A $10 Trillion Asteroid Is Heading Toward The Eurozone

I urge you to follow the euro crisis today and see how the marketplace deals with what is essentially a failed system. With the sovereign bond markets now in crisis mode as Germany stumbles at the auction block, the market is sending a clear signal that we are in crisis mode. As readers of the Daily Capitalist know, we have been discussing the unsolvable nature of the crisis and the European Monetary Union for a long time. The marketplace never lies; it may not always be right, but it is the most accurate measure of what money thinks.

So now, with the mighty Germans failing to sell all of its bonds in today’s auction (€3.644 billion—$4.92 billion—of the €6 billion in 10-year bunds on auction for an average yield of 1.98%), money is flowing out of Europe seeking the safety of our leaky boat, and European sovereign yields are climbing.

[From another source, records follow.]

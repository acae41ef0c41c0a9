//! Workflow graph implementation using petgraph.
//!
//! Workflows are directed graphs where nodes are canvas steps and edges
//! carry [`Connection`] weights joining a source output port to a target
//! input port. The graph serializes as flat node and connection lists so
//! imported workflows can be persisted or shipped to a canvas front-end
//! without exposing petgraph indices.

use crate::connection::Connection;
use crate::error::GraphError;
use crate::node::{Node, NodeId};
use petgraph::Direction;
use petgraph::graph::{DiGraph, NodeIndex};
use petgraph::visit::EdgeRef;
use serde::de::{MapAccess, Visitor};
use serde::ser::SerializeStruct;
use serde::{Deserialize, Deserializer, Serialize, Serializer};
use std::collections::HashMap;

/// A workflow graph using petgraph's directed graph.
#[derive(Debug, Clone)]
pub struct WorkflowGraph {
    /// The underlying directed graph.
    graph: DiGraph<Node, Connection>,
    /// Map from NodeId to petgraph's NodeIndex for O(1) lookup.
    node_index_map: HashMap<NodeId, NodeIndex>,
}

impl WorkflowGraph {
    /// Creates a new empty workflow graph.
    #[must_use]
    pub fn new() -> Self {
        Self {
            graph: DiGraph::new(),
            node_index_map: HashMap::new(),
        }
    }

    /// Builds a graph from flat node and connection lists, as produced by the
    /// importer.
    ///
    /// # Errors
    ///
    /// Returns an error if two nodes share an id or a connection references a
    /// node that is not in the list.
    pub fn from_parts(
        nodes: Vec<Node>,
        connections: Vec<Connection>,
    ) -> Result<Self, GraphError> {
        let mut graph = Self::new();
        for node in nodes {
            graph.add_node(node)?;
        }
        for connection in connections {
            graph.add_connection(connection)?;
        }
        Ok(graph)
    }

    /// Adds a node to the graph.
    ///
    /// # Errors
    ///
    /// Returns [`GraphError::DuplicateNode`] if a node with the same id is
    /// already present.
    pub fn add_node(&mut self, node: Node) -> Result<NodeId, GraphError> {
        if self.node_index_map.contains_key(&node.id) {
            return Err(GraphError::DuplicateNode {
                node_id: node.id.clone(),
            });
        }
        let node_id = node.id.clone();
        let index = self.graph.add_node(node);
        self.node_index_map.insert(node_id.clone(), index);
        Ok(node_id)
    }

    /// Removes a node from the graph.
    ///
    /// Also removes all connections attached to this node. petgraph swaps the
    /// last node into the removed slot, so the index map is rebuilt.
    pub fn remove_node(&mut self, node_id: &NodeId) -> Option<Node> {
        let index = self.node_index_map.remove(node_id)?;
        let node = self.graph.remove_node(index);
        self.rebuild_index_map();
        node
    }

    /// Returns a reference to a node by its ID.
    #[must_use]
    pub fn get_node(&self, node_id: &NodeId) -> Option<&Node> {
        let index = self.node_index_map.get(node_id)?;
        self.graph.node_weight(*index)
    }

    /// Returns a mutable reference to a node by its ID.
    pub fn get_node_mut(&mut self, node_id: &NodeId) -> Option<&mut Node> {
        let index = self.node_index_map.get(node_id)?;
        self.graph.node_weight_mut(*index)
    }

    /// Adds a connection between the two nodes it references.
    ///
    /// # Errors
    ///
    /// Returns [`GraphError::NodeNotFound`] if either endpoint is absent.
    pub fn add_connection(&mut self, connection: Connection) -> Result<(), GraphError> {
        let source_index = self
            .node_index_map
            .get(&connection.source)
            .copied()
            .ok_or_else(|| GraphError::NodeNotFound {
                node_id: connection.source.clone(),
            })?;

        let target_index = self
            .node_index_map
            .get(&connection.target)
            .copied()
            .ok_or_else(|| GraphError::NodeNotFound {
                node_id: connection.target.clone(),
            })?;

        self.graph.add_edge(source_index, target_index, connection);
        Ok(())
    }

    /// Returns all nodes in the graph.
    pub fn nodes(&self) -> impl Iterator<Item = &Node> {
        self.graph.node_weights()
    }

    /// Returns all connections in the graph.
    pub fn connections(&self) -> impl Iterator<Item = &Connection> {
        self.graph.edge_weights()
    }

    /// Returns the number of nodes in the graph.
    #[must_use]
    pub fn node_count(&self) -> usize {
        self.graph.node_count()
    }

    /// Returns the number of connections in the graph.
    #[must_use]
    pub fn connection_count(&self) -> usize {
        self.graph.edge_count()
    }

    /// Returns nodes that have no incoming connections (entry points).
    pub fn entry_nodes(&self) -> Vec<&Node> {
        self.graph
            .node_indices()
            .filter(|&idx| self.graph.edges_directed(idx, Direction::Incoming).count() == 0)
            .filter_map(|idx| self.graph.node_weight(idx))
            .collect()
    }

    /// Returns nodes that have no outgoing connections (terminal nodes).
    pub fn terminal_nodes(&self) -> Vec<&Node> {
        self.graph
            .node_indices()
            .filter(|&idx| self.graph.edges_directed(idx, Direction::Outgoing).count() == 0)
            .filter_map(|idx| self.graph.node_weight(idx))
            .collect()
    }

    /// Returns the successors (downstream nodes) of a given node.
    pub fn successors(&self, node_id: &NodeId) -> Vec<(&Node, &Connection)> {
        let Some(&index) = self.node_index_map.get(node_id) else {
            return Vec::new();
        };

        self.graph
            .edges_directed(index, Direction::Outgoing)
            .filter_map(|edge| {
                let target = self.graph.node_weight(edge.target())?;
                Some((target, edge.weight()))
            })
            .collect()
    }

    /// Returns the predecessors (upstream nodes) of a given node.
    pub fn predecessors(&self, node_id: &NodeId) -> Vec<(&Node, &Connection)> {
        let Some(&index) = self.node_index_map.get(node_id) else {
            return Vec::new();
        };

        self.graph
            .edges_directed(index, Direction::Incoming)
            .filter_map(|edge| {
                let source = self.graph.node_weight(edge.source())?;
                Some((source, edge.weight()))
            })
            .collect()
    }

    /// Validates the workflow graph: no cycles (DAG validation).
    ///
    /// # Errors
    ///
    /// Returns [`GraphError::CycleDetected`] if the graph is cyclic.
    pub fn validate(&self) -> Result<(), GraphError> {
        if petgraph::algo::is_cyclic_directed(&self.graph) {
            return Err(GraphError::CycleDetected);
        }
        Ok(())
    }

    /// Rebuilds the node index map after a structural change to the
    /// underlying graph (petgraph reindexes on removal).
    fn rebuild_index_map(&mut self) {
        self.node_index_map.clear();
        for index in self.graph.node_indices() {
            if let Some(node) = self.graph.node_weight(index) {
                self.node_index_map.insert(node.id.clone(), index);
            }
        }
    }
}

impl Default for WorkflowGraph {
    fn default() -> Self {
        Self::new()
    }
}

/// The wire form is the two flat lists: connections carry their endpoint
/// ids, so petgraph indices never leak into serialized data.
impl Serialize for WorkflowGraph {
    fn serialize<S>(&self, serializer: S) -> Result<S::Ok, S::Error>
    where
        S: Serializer,
    {
        let nodes: Vec<&Node> = self.graph.node_weights().collect();
        let connections: Vec<&Connection> = self.graph.edge_weights().collect();

        let mut state = serializer.serialize_struct("WorkflowGraph", 2)?;
        state.serialize_field("nodes", &nodes)?;
        state.serialize_field("connections", &connections)?;
        state.end()
    }
}

impl<'de> Deserialize<'de> for WorkflowGraph {
    fn deserialize<D>(deserializer: D) -> Result<Self, D::Error>
    where
        D: Deserializer<'de>,
    {
        struct GraphVisitor;

        impl<'de> Visitor<'de> for GraphVisitor {
            type Value = WorkflowGraph;

            fn expecting(&self, formatter: &mut std::fmt::Formatter) -> std::fmt::Result {
                formatter.write_str("a workflow graph with nodes and connections")
            }

            fn visit_map<M>(self, mut map: M) -> Result<Self::Value, M::Error>
            where
                M: MapAccess<'de>,
            {
                let mut nodes: Option<Vec<Node>> = None;
                let mut connections: Option<Vec<Connection>> = None;

                while let Some(key) = map.next_key::<String>()? {
                    match key.as_str() {
                        "nodes" => nodes = Some(map.next_value()?),
                        "connections" => connections = Some(map.next_value()?),
                        _ => {
                            let _ = map.next_value::<serde::de::IgnoredAny>()?;
                        }
                    }
                }

                let nodes = nodes.unwrap_or_default();
                let connections = connections.unwrap_or_default();

                let mut graph = DiGraph::new();
                let mut id_to_index = HashMap::new();

                for node in nodes {
                    let id = node.id.clone();
                    let index = graph.add_node(node);
                    id_to_index.insert(id, index);
                }

                for connection in connections {
                    let (Some(&source_idx), Some(&target_idx)) = (
                        id_to_index.get(&connection.source),
                        id_to_index.get(&connection.target),
                    ) else {
                        continue;
                    };
                    graph.add_edge(source_idx, target_idx, connection);
                }

                let mut workflow_graph = WorkflowGraph {
                    graph,
                    node_index_map: HashMap::new(),
                };
                workflow_graph.rebuild_index_map();
                Ok(workflow_graph)
            }
        }

        deserializer.deserialize_struct(
            "WorkflowGraph",
            &["nodes", "connections"],
            GraphVisitor,
        )
    }
}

This clip today from CNBC has an interview with Oliver Sarkozy, The Sarkozy’s half-brother, who is managing director and head of Carlyle’s global financial services group. (The Sarkozy family name is: Sarkozy de Nagy-Bocsa.) His observation is that there is a $10 trillion banking crisis that will probably end with a TARP type bailout and monetization of debt by the ECB. It is a very interesting interview.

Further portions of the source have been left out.